Und weil das ein ziemlich teures Hobby ist, betreibt er nebenbei einen kleinen Gemischtwarenhandel. Früher mal war er auch im Import-Export-business tätig, aber davon ist er längst weg.
„Die Gewinnmargen sind gering, das betriebswirtschaftliche Risiko zu hoch!“ sagt er. Das sind allerdings nicht ganz seine Worte. Er drückt sich da natürlich etwas anders aus.

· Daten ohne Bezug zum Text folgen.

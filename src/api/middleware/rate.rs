//! Per-client rate limiting for the AI assistant routes.
//!
//! Sliding-window limits per client:
//! - 60 requests per minute
//! - 600 requests per hour

use std::net::{IpAddr, SocketAddr};

use axum::extract::ConnectInfo;
use axum::http::Request;
use axum::middleware::Next;
use axum::response::{IntoResponse, Response};

use crate::api::error::ApiError;
use crate::api::types::{ApiContext, UserContext};

/// Bucket for requests with no known peer. Only reachable when the router
/// is driven without connection info.
const UNKNOWN_PEER: &str = "peer:unknown";

/// Extract a rate-limit key from the request: the logged-in user, else
/// the client IP. `X-Forwarded-For` is only consulted when the server
/// sits behind a trusted proxy; otherwise the TCP peer address is used.
fn rate_key(req: &Request<axum::body::Body>, trust_proxy: bool) -> String {
    if let Some(user) = req.extensions().get::<UserContext>() {
        return format!("user:{}", user.user_id);
    }
    let forwarded = trust_proxy.then(|| forwarded_ip(req)).flatten();
    let peer = req
        .extensions()
        .get::<ConnectInfo<SocketAddr>>()
        .map(|ConnectInfo(addr)| addr.ip());

    match forwarded.or(peer) {
        Some(ip) => format!("ip:{ip}"),
        None => UNKNOWN_PEER.to_string(),
    }
}

/// First `X-Forwarded-For` hop, if it is a well-formed address.
fn forwarded_ip(req: &Request<axum::body::Body>) -> Option<IpAddr> {
    req.headers()
        .get("X-Forwarded-For")
        .and_then(|v| v.to_str().ok())
        .and_then(|v| v.split(',').next())
        .and_then(|hop| hop.trim().parse().ok())
}

/// Per-client rate limiting. Returns 429 if exceeded.
/// Accesses `ApiContext` from request extensions.
pub async fn limit(req: Request<axum::body::Body>, next: Next) -> Response {
    match limit_inner(req, next).await {
        Ok(response) => response,
        Err(err) => err.into_response(),
    }
}

async fn limit_inner(req: Request<axum::body::Body>, next: Next) -> Result<Response, ApiError> {
    let ctx: ApiContext = req
        .extensions()
        .get::<ApiContext>()
        .cloned()
        .ok_or(ApiError::Internal("missing API context".into()))?;

    let key = rate_key(&req, ctx.trust_proxy);

    // MutexGuard is !Send; dropped before .await by the block scope
    {
        let mut limiter = ctx
            .rate_limiter
            .lock()
            .map_err(|_| ApiError::Internal("rate limiter lock".into()))?;

        limiter.check(&key).map_err(|retry_after| {
            tracing::warn!(client = %key, retry_after, "Rate limit exceeded");
            ApiError::RateLimited { retry_after }
        })?;
    }

    Ok(next.run(req).await)
}

#[cfg(test)]
mod tests {
    use super::*;
    use axum::body::Body;

    fn from_peer(peer: &str, forwarded: Option<&str>) -> Request<Body> {
        let mut builder = Request::builder();
        if let Some(hops) = forwarded {
            builder = builder.header("X-Forwarded-For", hops);
        }
        let mut req = builder.body(Body::empty()).unwrap();
        let addr: SocketAddr = peer.parse().unwrap();
        req.extensions_mut().insert(ConnectInfo(addr));
        req
    }

    #[test]
    fn key_prefers_user() {
        let mut req = from_peer("10.0.0.1:5000", Some("10.0.0.2"));
        req.extensions_mut().insert(UserContext { user_id: 9 });
        assert_eq!(rate_key(&req, true), "user:9");
        assert_eq!(rate_key(&req, false), "user:9");
    }

    #[test]
    fn key_uses_peer_ip_and_ignores_port() {
        let a = from_peer("198.51.100.7:40000", None);
        let b = from_peer("198.51.100.7:40001", None);
        assert_eq!(rate_key(&a, false), "ip:198.51.100.7");
        assert_eq!(rate_key(&a, false), rate_key(&b, false));
    }

    #[test]
    fn forwarded_header_ignored_without_trusted_proxy() {
        let req = from_peer("198.51.100.7:40000", Some("203.0.113.5"));
        assert_eq!(rate_key(&req, false), "ip:198.51.100.7");
    }

    #[test]
    fn trusted_proxy_uses_first_forwarded_hop() {
        let req = from_peer("10.0.0.1:40000", Some(" 203.0.113.5 , 10.0.0.1"));
        assert_eq!(rate_key(&req, true), "ip:203.0.113.5");
    }

    #[test]
    fn malformed_forwarded_hop_falls_back_to_peer() {
        let req = from_peer("10.0.0.1:40000", Some("not-an-ip"));
        assert_eq!(rate_key(&req, true), "ip:10.0.0.1");
    }

    #[test]
    fn no_peer_info_uses_unknown_bucket() {
        let req = Request::builder().body(Body::empty()).unwrap();
        assert_eq!(rate_key(&req, false), UNKNOWN_PEER);
    }
}
//! Account and session endpoints.
//!
//! - `POST /api/users`   register
//! - `POST /api/login`   open a cookie session
//! - `POST /api/logout`  close it
//! - `GET  /api/user`    current account

use axum::extract::rejection::JsonRejection;
use axum::extract::State;
use axum::http::header::SET_COOKIE;
use axum::http::{HeaderMap, StatusCode};
use axum::response::{IntoResponse, Response};
use axum::{Extension, Json};
use serde::{Deserialize, Serialize};

use super::blocking;
use crate::api::error::ApiError;
use crate::api::middleware::auth::session_token;
use crate::api::types::{ApiContext, UserContext};
use crate::auth::session::{clear_session_cookie, session_cookie};
use crate::auth::{self, Registration, SESSION_TTL};
use crate::db;
use crate::models::User;

#[derive(Deserialize)]
pub struct LoginRequest {
    #[serde(default)]
    pub email: String,
    #[serde(default)]
    pub password: String,
}

#[derive(Serialize)]
pub struct MessageResponse {
    pub message: &'static str,
}

/// `POST /api/users`: create an account. Does not log in.
pub async fn register(
    State(ctx): State<ApiContext>,
    payload: Result<Json<Registration>, JsonRejection>,
) -> Result<(StatusCode, Json<User>), ApiError> {
    let Json(registration) = payload?;
    let iterations = ctx.password_iterations;

    let user = blocking(move || {
        let conn = ctx.open_db()?;
        Ok(auth::register(&conn, &registration, iterations)?)
    })
    .await?;

    Ok((StatusCode::CREATED, Json(user)))
}

/// `POST /api/login`: check credentials and set the session cookie.
pub async fn login(
    State(ctx): State<ApiContext>,
    payload: Result<Json<LoginRequest>, JsonRejection>,
) -> Result<impl IntoResponse, ApiError> {
    let Json(request) = payload?;
    if request.email.trim().is_empty() || request.password.is_empty() {
        return Err(ApiError::BadRequest(
            "Email and password are required".into(),
        ));
    }

    let db_ctx = ctx.clone();
    let user = blocking(move || {
        let conn = db_ctx.open_db()?;
        Ok(auth::authenticate(&conn, &request.email, &request.password)?)
    })
    .await?;

    let token = ctx.lock_sessions()?.create(user.id);
    tracing::info!(user_id = user.id, "User logged in");

    let cookie = session_cookie(&token, SESSION_TTL, ctx.secure_cookies);
    Ok(([(SET_COOKIE, cookie)], Json(user)))
}

/// `POST /api/logout`: destroy the session, if any, and clear the cookie.
pub async fn logout(
    State(ctx): State<ApiContext>,
    headers: HeaderMap,
) -> Result<impl IntoResponse, ApiError> {
    if let Some(token) = session_token(&headers) {
        if ctx.lock_sessions()?.destroy(&token) {
            tracing::info!("User logged out");
        }
    }

    Ok((
        [(SET_COOKIE, clear_session_cookie(ctx.secure_cookies))],
        Json(MessageResponse {
            message: "Logged out successfully",
        }),
    ))
}

/// `GET /api/user`: the logged-in account. A session whose account has
/// disappeared is destroyed.
pub async fn current(
    State(ctx): State<ApiContext>,
    Extension(session): Extension<UserContext>,
    headers: HeaderMap,
) -> Result<Response, ApiError> {
    let conn = ctx.open_db()?;
    if let Some(user) = db::get_user(&conn, session.user_id)? {
        return Ok(Json(user).into_response());
    }

    if let Some(token) = session_token(&headers) {
        ctx.lock_sessions()?.destroy(&token);
    }
    tracing::warn!(user_id = session.user_id, "Session for missing user destroyed");

    Ok((
        [(SET_COOKIE, clear_session_cookie(ctx.secure_cookies))],
        ApiError::Unauthorized,
    )
        .into_response())
}
//! Account registration, credential checks and login sessions.

pub mod password;
pub mod session;

use std::sync::LazyLock;

use regex::Regex;
use rusqlite::Connection;
use thiserror::Error;

use crate::db::{self, DatabaseError};
use crate::models::User;
use crate::risk::{FieldError, ValidationErrors};

pub use password::{hash_password, verify_password, DEFAULT_ITERATIONS};
pub use session::{SessionStore, SESSION_COOKIE, SESSION_TTL};

pub const USERNAME_MIN: usize = 3;
pub const USERNAME_MAX: usize = 50;
pub const PASSWORD_MIN: usize = 8;

static EMAIL_PATTERN: LazyLock<Regex> =
    LazyLock::new(|| Regex::new(r"^[^\s@]+@[^\s@]+\.[^\s@]+$").unwrap());

#[derive(Error, Debug)]
pub enum AuthError {
    #[error("Invalid email or password")]
    InvalidCredentials,

    #[error("Username already exists")]
    UsernameTaken,

    #[error("Email already exists")]
    EmailTaken,

    #[error("Stored password hash is malformed")]
    MalformedHash,

    #[error(transparent)]
    Validation(#[from] ValidationErrors),

    #[error("Database error: {0}")]
    Database(#[from] DatabaseError),
}

/// Fields submitted to create an account.
#[derive(Debug, Clone, serde::Deserialize)]
pub struct Registration {
    pub username: String,
    pub email: String,
    pub password: String,
}

impl Registration {
    pub fn validate(&self) -> Result<(), ValidationErrors> {
        let mut errors = Vec::new();

        let username_len = self.username.trim().chars().count();
        if !(USERNAME_MIN..=USERNAME_MAX).contains(&username_len) {
            errors.push(FieldError {
                field: "username",
                message: format!(
                    "must be between {USERNAME_MIN} and {USERNAME_MAX} characters"
                ),
            });
        }
        if !EMAIL_PATTERN.is_match(self.email.trim()) {
            errors.push(FieldError {
                field: "email",
                message: "must be a valid email address".into(),
            });
        }
        if self.password.chars().count() < PASSWORD_MIN {
            errors.push(FieldError {
                field: "password",
                message: format!("must be at least {PASSWORD_MIN} characters"),
            });
        }

        if errors.is_empty() {
            Ok(())
        } else {
            Err(ValidationErrors(errors))
        }
    }
}

/// Validate, reject duplicates, hash and store a new account.
pub fn register(
    conn: &Connection,
    registration: &Registration,
    iterations: u32,
) -> Result<User, AuthError> {
    registration.validate()?;

    let username = registration.username.trim();
    let email = registration.email.trim();

    if db::get_user_by_username(conn, username)?.is_some() {
        return Err(AuthError::UsernameTaken);
    }
    if db::get_user_by_email(conn, email)?.is_some() {
        return Err(AuthError::EmailTaken);
    }

    let encoded = hash_password(&registration.password, iterations);
    match db::insert_user(conn, username, email, &encoded) {
        Ok(user) => {
            tracing::info!(user_id = user.id, "Account registered");
            Ok(user)
        }
        // Lost a race against a concurrent registration.
        Err(DatabaseError::ConstraintViolation(msg)) if msg.contains("username") => {
            Err(AuthError::UsernameTaken)
        }
        Err(DatabaseError::ConstraintViolation(msg)) if msg.contains("email") => {
            Err(AuthError::EmailTaken)
        }
        Err(e) => Err(e.into()),
    }
}

/// Resolve e-mail + password to an account. Unknown e-mail and wrong
/// password are indistinguishable to the caller.
pub fn authenticate(conn: &Connection, email: &str, password: &str) -> Result<User, AuthError> {
    let Some(credentials) = db::get_credentials_by_email(conn, email.trim())? else {
        return Err(AuthError::InvalidCredentials);
    };
    if verify_password(password, &credentials.password_hash)? {
        Ok(credentials.user)
    } else {
        Err(AuthError::InvalidCredentials)
    }
}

Atze und ich, wir respektieren uns. Oder sagen wir mal besser: Wir haben eine Art Stillhalteabkommen geschlossen. Er verzichtet inzwischen auf die Überfallstrategie (z.B. Auftauchen nachts unter Vorspiegelung starker opiatpflichtiger Schmerzzustände) und hat auch sonst versprochen, sich zu benehmen. Das war, nachdem Schwester Paula ihn an den Ohren aus dem Stations-Dienstzimmer gezogen hat, wo er zu frühmorgendlicher Stunde (es herrschte gerade das übliche Frühstücksausteilechaos) seinen Kopf etwas zu tief in den Medikamentenschrank gesteckt hatte.

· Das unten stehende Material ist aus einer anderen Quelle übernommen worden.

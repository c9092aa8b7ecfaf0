//! Server-side login sessions.
//!
//! The client holds an opaque random token in a cookie. Only its SHA-256
//! digest is kept here, so a dump of the store cannot be replayed.

use std::collections::HashMap;
use std::time::{Duration, Instant};

pub const SESSION_COOKIE: &str = "hp_session";
pub const SESSION_TTL: Duration = Duration::from_secs(24 * 60 * 60);

/// Hash a session token using SHA-256.
pub fn hash_token(token: &str) -> [u8; 32] {
    use sha2::{Digest, Sha256};
    let mut hasher = Sha256::new();
    hasher.update(token.as_bytes());
    hasher.finalize().into()
}

/// Generate a random session token (URL-safe base64, 32 bytes of entropy).
pub fn generate_token() -> String {
    use base64::Engine;
    let bytes: [u8; 32] = rand::random();
    base64::engine::general_purpose::URL_SAFE_NO_PAD.encode(bytes)
}

#[derive(Debug)]
struct SessionEntry {
    user_id: i64,
    expires_at: Instant,
}

/// In-memory session table keyed by token digest.
pub struct SessionStore {
    sessions: HashMap<[u8; 32], SessionEntry>,
    ttl: Duration,
}

impl SessionStore {
    pub fn new(ttl: Duration) -> Self {
        Self {
            sessions: HashMap::new(),
            ttl,
        }
    }

    /// Open a session for `user_id` and return the raw token for the cookie.
    pub fn create(&mut self, user_id: i64) -> String {
        self.purge_expired();
        let token = generate_token();
        self.sessions.insert(
            hash_token(&token),
            SessionEntry {
                user_id,
                expires_at: Instant::now() + self.ttl,
            },
        );
        token
    }

    /// User id behind a token, if the session exists and has not expired.
    pub fn resolve(&mut self, token: &str) -> Option<i64> {
        let key = hash_token(token);
        let entry = self.sessions.get(&key)?;
        if Instant::now() >= entry.expires_at {
            self.sessions.remove(&key);
            return None;
        }
        Some(entry.user_id)
    }

    /// Returns `true` if a session was removed.
    pub fn destroy(&mut self, token: &str) -> bool {
        self.sessions.remove(&hash_token(token)).is_some()
    }

    pub fn len(&self) -> usize {
        self.sessions.len()
    }

    pub fn is_empty(&self) -> bool {
        self.sessions.is_empty()
    }

    fn purge_expired(&mut self) {
        let now = Instant::now();
        self.sessions.retain(|_, s| now < s.expires_at);
    }
}

impl Default for SessionStore {
    fn default() -> Self {
        Self::new(SESSION_TTL)
    }
}

// ── Cookie helpers ──────────────────────────────────────────

/// Pull the session token out of a `Cookie` request header value.
pub fn token_from_cookies(header: &str) -> Option<&str> {
    header
        .split(';')
        .filter_map(|pair| pair.trim().split_once('='))
        .find(|(name, _)| *name == SESSION_COOKIE)
        .map(|(_, value)| value.trim())
        .filter(|value| !value.is_empty())
}

/// `Set-Cookie` value that installs a session token.
pub fn session_cookie(token: &str, ttl: Duration, secure: bool) -> String {
    let mut cookie = format!(
        "{SESSION_COOKIE}={token}; Path=/; HttpOnly; SameSite=Lax; Max-Age={}",
        ttl.as_secs()
    );
    if secure {
        cookie.push_str("; Secure");
    }
    cookie
}

/// `Set-Cookie` value that makes the browser drop the session cookie.
pub fn clear_session_cookie(secure: bool) -> String {
    session_cookie("", Duration::ZERO, secure)
}

#[cfg(test)]
mod tests {
    use super::*;

    #[test]
    fn create_then_resolve() {
        let mut store = SessionStore::default();
        let token = store.create(7);
        assert_eq!(store.resolve(&token), Some(7));
        assert_eq!(store.resolve("not-a-token"), None);
    }

    #[test]
    fn destroy_removes_session() {
        let mut store = SessionStore::default();
        let token = store.create(1);
        assert!(store.destroy(&token));
        assert!(!store.destroy(&token));
        assert_eq!(store.resolve(&token), None);
    }

    #[test]
    fn expired_session_is_dropped_on_resolve() {
        let mut store = SessionStore::new(Duration::ZERO);
        let token = store.create(3);
        assert_eq!(store.resolve(&token), None);
        assert!(store.is_empty());
    }

    #[test]
    fn create_purges_expired_sessions() {
        let mut store = SessionStore::new(Duration::ZERO);
        store.create(1);
        store.create(2);
        assert_eq!(store.len(), 1);
    }

    #[test]
    fn raw_token_is_not_stored() {
        let mut store = SessionStore::default();
        let token = store.create(1);
        let raw: Vec<u8> = token.as_bytes().to_vec();
        assert!(store.sessions.keys().all(|k| k.as_slice() != raw.as_slice()));
        assert!(store.sessions.contains_key(&hash_token(&token)));
    }

    #[test]
    fn tokens_are_unique_and_url_safe() {
        let a = generate_token();
        let b = generate_token();
        assert_ne!(a, b);
        assert_eq!(a.len(), 43);
        assert!(a.chars().all(|c| c.is_ascii_alphanumeric() || c == '-' || c == '_'));
    }

    #[test]
    fn cookie_header_parsing() {
        assert_eq!(
            token_from_cookies("theme=dark; hp_session=abc123; other=1"),
            Some("abc123")
        );
        assert_eq!(token_from_cookies("hp_session="), None);
        assert_eq!(token_from_cookies("theme=dark"), None);
        assert_eq!(token_from_cookies("hp_sessionx=abc"), None);
    }

    #[test]
    fn cookie_attributes() {
        let cookie = session_cookie("tok", SESSION_TTL, false);
        assert_eq!(
            cookie,
            "hp_session=tok; Path=/; HttpOnly; SameSite=Lax; Max-Age=86400"
        );
        assert!(session_cookie("tok", SESSION_TTL, true).ends_with("; Secure"));
        assert!(clear_session_cookie(false).contains("Max-Age=0"));
    }
}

Aber sowas macht er jetzt nicht mehr. Und zum Dank dafür schmeißen wir ihn nicht immer gleich sofort wieder hochkant raus.
Atze führt seine Geschäfte gelegentlich auch vom Krankenbett aus. Das theortisch immer noch geltende Handyverbot wird von uns schon längst nicht mehr durchgesetzt. Das Rauchverbot hingegen schon, zumindest von mir, aber Atze umgeht das indem er geschickt mit dem nikotinabhängigen Teil des weiblichen Pflegekörpers flirtet und sich bei deren Rauchpausen einfach mit dazu auf den Balkon stellt. Aber wir kommen vom Thema ab.
Atze sitzt also aufrecht auf seinem Bett und telefoniert. Mein visitliches Erscheinen quittiert er mit einer kurzen grüßend gemeinten Handbewegung.
Dann legt er das Handy weg.
„Sag mal Doc,“ spricht er und reicht mir einen kleinen Notizzettel, „kennste das?“
Atze duzt übrigens unterschiedlos jeden, sogar den Chef.
Ich lese den Zettel. Da stehen ein paar Medikamentennamen drauf.
„Hat ‘n Kumpel von mir organisiert!“ fährt Atze fort. Ich frage ihn lieber nicht, wie das mit dem Organisieren zu verstehen ist.
„Aha?“
„Und?“
„Was und?“
„Ja, knallt das Zeug?“
Ich muss innerlich grinsen. Da hätte ich Atze doch etwas mehr Sachverstand zugetraut. Auf dem Schriftstück stehen ausschließlich harmlose Vitaminpräparate und – man höre und staune – Pentoxyphyllin-Infusionslösung. Das Zeug gibt man zur Durchblutungsförderung nach einem Hörsturz, allerdings ist die Wirksamkeit eher umstritten. Und eine wie auch immer geartete andere Wirkung ist mir nicht bekannt.
Aber das braucht Atze ja nicht unbedingt zu wissen.